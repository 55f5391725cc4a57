//! Marketplace domain: accounts, property listings and favorites.

pub mod entities;
pub mod value_objects;

pub use entities::*;
pub use value_objects::*;
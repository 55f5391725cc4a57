//! Authenticated caller extractors.

use crate::responses::AppError;
use axum::{async_trait, extract::FromRequestParts, http::request::Parts};
use haven_core::{HavenError, UserRole};
use haven_security::{Actor, Claims, ClaimsExt};

/// The caller identified by a valid access token.
///
/// Claims are placed in the request extensions by
/// [`crate::middleware::auth_middleware`]; their absence means the request
/// carried no token or an invalid one.
#[derive(Debug, Clone)]
pub struct AuthenticatedUser {
    pub claims: Claims,
    pub actor: Actor,
}

impl std::ops::Deref for AuthenticatedUser {
    type Target = Actor;

    fn deref(&self) -> &Self::Target {
        &self.actor
    }
}

fn authenticate(parts: &Parts) -> Result<AuthenticatedUser, AppError> {
    let claims = parts
        .extensions
        .get::<Claims>()
        .cloned()
        .ok_or_else(|| HavenError::unauthorized("Missing or invalid access token"))?;
    let actor = claims.actor()?;
    Ok(AuthenticatedUser { claims, actor })
}

#[async_trait]
impl<S> FromRequestParts<S> for AuthenticatedUser
where
    S: Send + Sync,
{
    type Rejection = AppError;

    async fn from_request_parts(parts: &mut Parts, _state: &S) -> Result<Self, Self::Rejection> {
        authenticate(parts)
    }
}

/// An authenticated caller holding the admin role.
#[derive(Debug, Clone)]
pub struct AdminUser(pub AuthenticatedUser);

#[async_trait]
impl<S> FromRequestParts<S> for AdminUser
where
    S: Send + Sync,
{
    type Rejection = AppError;

    async fn from_request_parts(parts: &mut Parts, _state: &S) -> Result<Self, Self::Rejection> {
        let user = authenticate(parts)?;
        user.actor.require_role(UserRole::Admin)?;
        Ok(Self(user))
    }
}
■ ■ ■ ■ ■
● What to do: Across all the records, find the lines containing the word "access" and reproduce each one.

● Solution to the problem:
/// The caller identified by a valid access token.
        .ok_or_else(|| HavenError::unauthorized("Missing or invalid access token"))?;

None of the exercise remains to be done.